Data Aggregation and Storage

Druid’s Data Model

In Druid’s data model, every dataset is stored in datasources (similar to tables in relational DB). Key components of every datasource are timestamp, dimensions, metrics. Timestamp serves as primary partition column, dimensions are used to filter, query/groupBy and metrics are values that can be aggregated and must be numeric.

Druid Cluster and flow of data (Source: Druid)

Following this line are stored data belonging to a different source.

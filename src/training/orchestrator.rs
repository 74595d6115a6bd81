use std::collections::HashMap;
use std::sync::{Arc, Mutex, MutexGuard};
use std::thread::JoinHandle;
use std::time::Duration;

use tracing::{debug, info, warn};

use super::control::JobControl;
use super::record::JobRecord;
use super::runner::{ActiveJobs, JobRunner};
use super::{
    JobFailure, JobHandle, JobId, JobProgress, JobState, ModelArtifact, ModelConfig,
    ModelRegistry, TrainingError,
};
use crate::config::TrainingSettings;
use crate::dataset::Dataset;
use crate::image_source::{ImageId, ImageSource};
use crate::metrics::MetricsBridge;

struct JobEntry {
    handle: JobHandle,
    control: Arc<JobControl>,
    record: JobRecord,
    worker: Option<JoinHandle<()>>,
}

/// Owns every training job and the one-active-job-per-image rule.
pub struct Orchestrator {
    settings: TrainingSettings,
    models: ModelRegistry,
    bridge: Arc<MetricsBridge>,
    jobs: Mutex<HashMap<JobId, JobEntry>>,
    active: ActiveJobs,
}

impl Orchestrator {
    pub fn new(settings: TrainingSettings, models: ModelRegistry, bridge: Arc<MetricsBridge>) -> Self {
        Self {
            settings,
            models,
            bridge,
            jobs: Mutex::new(HashMap::new()),
            active: Arc::new(Mutex::new(HashMap::new())),
        }
    }

    pub fn bridge(&self) -> &Arc<MetricsBridge> {
        &self.bridge
    }

    /// Start training `dataset` on a new worker thread.
    ///
    /// Fails with `JobAlreadyRunning` while another job for the same image is
    /// preparing, running or paused.
    pub fn start(
        &self,
        dataset: Arc<Dataset>,
        source: Arc<dyn ImageSource>,
        model_config: ModelConfig,
        seed: u64,
    ) -> Result<JobHandle, TrainingError> {
        model_config.validate()?;
        let factory = self
            .models
            .get(&model_config.architecture)
            .ok_or_else(|| TrainingError::UnknownArchitecture(model_config.architecture.clone()))?;
        let image_id = dataset.image_id().clone();
        if source.info().id != image_id {
            return Err(TrainingError::ImageMismatch {
                dataset: image_id,
                image: source.info().id.clone(),
            });
        }

        let job_id = JobId::new();
        {
            let mut active = self.active.lock().unwrap_or_else(|err| err.into_inner());
            if let Some(running) = active.get(&image_id) {
                return Err(TrainingError::JobAlreadyRunning {
                    image_id,
                    job_id: running.clone(),
                });
            }
            active.insert(image_id.clone(), job_id.clone());
        }

        let handle = JobHandle {
            id: job_id.clone(),
            image_id: image_id.clone(),
        };
        let control = Arc::new(JobControl::new(model_config.epochs));
        let record = JobRecord::new(job_id.clone(), &dataset, model_config.clone(), seed);
        self.bridge.open_stream(&job_id);
        // Register before spawning so a fast worker cannot finish unobserved.
        self.lock_jobs().insert(
            job_id.clone(),
            JobEntry {
                handle: handle.clone(),
                control: control.clone(),
                record,
                worker: None,
            },
        );

        let runner = JobRunner {
            job_id: job_id.clone(),
            image_id: image_id.clone(),
            dataset,
            source,
            model_config,
            seed,
            settings: self.settings.clone(),
            factory,
            control,
            bridge: self.bridge.clone(),
            active: self.active.clone(),
        };
        let spawned = std::thread::Builder::new()
            .name(format!("mregion-train-{}", job_id.short()))
            .spawn(move || runner.run());
        match spawned {
            Ok(worker) => {
                if let Some(entry) = self.lock_jobs().get_mut(&job_id) {
                    entry.worker = Some(worker);
                }
                info!("Started training job {} for {}", job_id, image_id);
                Ok(handle)
            }
            Err(err) => {
                self.lock_jobs().remove(&job_id);
                self.bridge.remove(&job_id);
                self.active
                    .lock()
                    .unwrap_or_else(|err| err.into_inner())
                    .remove(&image_id);
                Err(TrainingError::Spawn(err))
            }
        }
    }

    /// Request cancellation. Idempotent; a no-op on finished jobs.
    pub fn cancel(&self, handle: &JobHandle) -> Result<(), TrainingError> {
        let control = self.control(&handle.id)?;
        if control.request_cancel() {
            info!("Cancellation requested for job {}", handle.id);
        } else {
            debug!("Cancel ignored for finished job {}", handle.id);
        }
        Ok(())
    }

    /// Pause a running job. The job reports `Paused` on return; a step
    /// already in flight runs to completion, but its events wait for `resume`.
    pub fn pause(&self, handle: &JobHandle) -> Result<(), TrainingError> {
        let control = self.control(&handle.id)?;
        control
            .request_pause()
            .map_err(|state| TrainingError::UnsupportedOperation {
                job_id: handle.id.clone(),
                operation: "pause",
                state,
            })?;
        info!("Paused job {}", handle.id);
        Ok(())
    }

    pub fn resume(&self, handle: &JobHandle) -> Result<(), TrainingError> {
        let control = self.control(&handle.id)?;
        control
            .request_resume()
            .map_err(|state| TrainingError::UnsupportedOperation {
                job_id: handle.id.clone(),
                operation: "resume",
                state,
            })?;
        info!("Resumed job {}", handle.id);
        Ok(())
    }

    pub fn state(&self, handle: &JobHandle) -> Result<JobState, TrainingError> {
        Ok(self.control(&handle.id)?.state())
    }

    pub fn progress(&self, handle: &JobHandle) -> Result<JobProgress, TrainingError> {
        Ok(self.control(&handle.id)?.progress())
    }

    /// Set when the job ended in `Failed`.
    pub fn failure(&self, handle: &JobHandle) -> Result<Option<JobFailure>, TrainingError> {
        Ok(self.control(&handle.id)?.failure())
    }

    /// Set only when the job ended in `Completed`.
    pub fn artifact(&self, handle: &JobHandle) -> Result<Option<ModelArtifact>, TrainingError> {
        Ok(self.control(&handle.id)?.artifact())
    }

    /// Block until the job is terminal. Not for the interactive thread.
    pub fn wait(&self, handle: &JobHandle) -> Result<JobState, TrainingError> {
        Ok(self.control(&handle.id)?.wait_terminal())
    }

    /// Like [`Orchestrator::wait`], giving up after `timeout`.
    pub fn wait_timeout(
        &self,
        handle: &JobHandle,
        timeout: Duration,
    ) -> Result<Option<JobState>, TrainingError> {
        Ok(self.control(&handle.id)?.wait_terminal_timeout(timeout))
    }

    /// Current record for the job, including its live state.
    pub fn record(&self, handle: &JobHandle) -> Result<JobRecord, TrainingError> {
        let jobs = self.lock_jobs();
        let entry = jobs
            .get(&handle.id)
            .ok_or_else(|| TrainingError::UnknownJob(handle.id.clone()))?;
        let progress = entry.control.progress();
        let mut record = entry.record.clone();
        record.state = progress.state;
        record.last_epoch = progress.epoch;
        record.last_step = progress.step;
        record.failure = entry.control.failure();
        record.finished_at = entry.control.finished_at();
        Ok(record)
    }

    /// The job currently holding `image_id`'s training slot.
    pub fn active_job(&self, image_id: &ImageId) -> Option<JobHandle> {
        let active = self.active.lock().unwrap_or_else(|err| err.into_inner());
        active.get(image_id).map(|job_id| JobHandle {
            id: job_id.clone(),
            image_id: image_id.clone(),
        })
    }

    pub fn jobs(&self) -> Vec<JobHandle> {
        let mut handles: Vec<JobHandle> = self
            .lock_jobs()
            .values()
            .map(|entry| entry.handle.clone())
            .collect();
        handles.sort_by(|a, b| a.id.cmp(&b.id));
        handles
    }

    /// Fail every live job reading `image_id`; returns how many were flagged.
    pub fn invalidate_image(&self, image_id: &ImageId) -> usize {
        let jobs = self.lock_jobs();
        let mut flagged = 0;
        for entry in jobs.values().filter(|entry| &entry.handle.image_id == image_id) {
            if entry.control.mark_image_removed(image_id) {
                flagged += 1;
            }
        }
        if flagged > 0 {
            warn!("Image {} removed under {} live job(s)", image_id, flagged);
        }
        flagged
    }

    /// Forget a finished job, joining its worker and dropping its metrics.
    pub fn discard(&self, handle: &JobHandle) -> Result<(), TrainingError> {
        let entry = {
            let mut jobs = self.lock_jobs();
            let entry = jobs
                .get(&handle.id)
                .ok_or_else(|| TrainingError::UnknownJob(handle.id.clone()))?;
            if !entry.control.state().is_terminal() {
                return Err(TrainingError::JobStillActive(handle.id.clone()));
            }
            jobs.remove(&handle.id)
        };
        if let Some(worker) = entry.and_then(|entry| entry.worker) {
            let _ = worker.join();
        }
        self.bridge.remove(&handle.id);
        debug!("Discarded job {}", handle.id);
        Ok(())
    }

    fn control(&self, job_id: &JobId) -> Result<Arc<JobControl>, TrainingError> {
        self.lock_jobs()
            .get(job_id)
            .map(|entry| entry.control.clone())
            .ok_or_else(|| TrainingError::UnknownJob(job_id.clone()))
    }

    fn lock_jobs(&self) -> MutexGuard<'_, HashMap<JobId, JobEntry>> {
        self.jobs.lock().unwrap_or_else(|err| err.into_inner())
    }
}

impl Drop for Orchestrator {
    fn drop(&mut self) {
        let mut jobs = self.lock_jobs();
        for entry in jobs.values() {
            entry.control.request_cancel();
        }
        let workers: Vec<JoinHandle<()>> = jobs
            .values_mut()
            .filter_map(|entry| entry.worker.take())
            .collect();
        drop(jobs);
        for worker in workers {
            let _ = worker.join();
        }
    }
}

During real-time ingestion, real-time nodes will roll up every datasource based on predefined query granularity (1 min or 1 hour in our use cases), dimensions and perform aggregation on all numeric metrics. This rollup process significantly reduce storage in druid data nodes post-aggregation. Once the data is aggregated and it will be permanently stored in historical nodes and deep storage(S3) based on the datasource retention policy.

Real-time Analytics

Druid broker nodes are entry point for any user data query, based on the query params druid broker can either query real-time data segments from real-nodes and/or query post-aggregate processed data from historical and deep storage nodes.
Druid supports two types of query languages: Druid SQL and native queries via REST endpoint. Native queries are most efficient way to query data from druid in real-time. We use Apache Superset (native queries) for engineering teams and our BI Platform Looker (Druid SQL) for data analysts and business teams to build data insights with real time data points.

Optimization with micro-batch aggregated data ingestion

As with any distributed computing and storage system there will be handful of challenges and tuning that will need to happen. Let’s talk about some of those challenges we faced.

Challenges

  • High cardinality dimensions led to increase in number of real-time nodes to keep up with ingestion rate
  • High ingestion rate of ~3.1M msg/secs to druid real-time nodes end up costing us a lot of compute as we scaled to ~120 real-time nodes during peak season to keep up with the ingestion rate.

Solution

After closely debugging spark-streaming app and real-time druid nodes, we realized that a lot time on spark-streaming end is spent on network out to druid which resulted in idle CPU time for spark workers. On Druid real-time nodes, we were not able to handle peaks hours for datasources with high cardinality dimensions and had to continue horizontally scaling real-time nodes.

To tackle real-time ingestion cost and performance, we implemented micro-batch (~15sec) aggregation in spark-streaming, so instead of Druid’s real-time ingestion rate at 3.1M msg/sec we reduced it to 280k msg/sec with additional computation step in spark-streaming app to aggregate data every ~15 secs before we send it out to druid via tranquility.

Real-time Analytics Pipeline with micro-batch aggregation (highlighted in red)

This resulted in 60% cost reduction for spark-workers as there was significantly less CPU idle time and 70% cost reduction in druid real-time nodes as ingestion rate dropped to ~280k msg/sec.

Next Steps

Apache Spark and Apache Druid has been crucial at GumGum to provide real-time insights for the business. After multiple iteration of performance tuning, we have been able to build a capable and cost-effective system, but there’s still more work to do. Our data volume and rate of ingestion is constantly increasing as are the business users and their query use cases. As next steps we will be exploring options to build exactly-once semantics real-time Analytics pipeline with up-to 1 hour data aggregation windows instead of micro-batch aggregations in spark.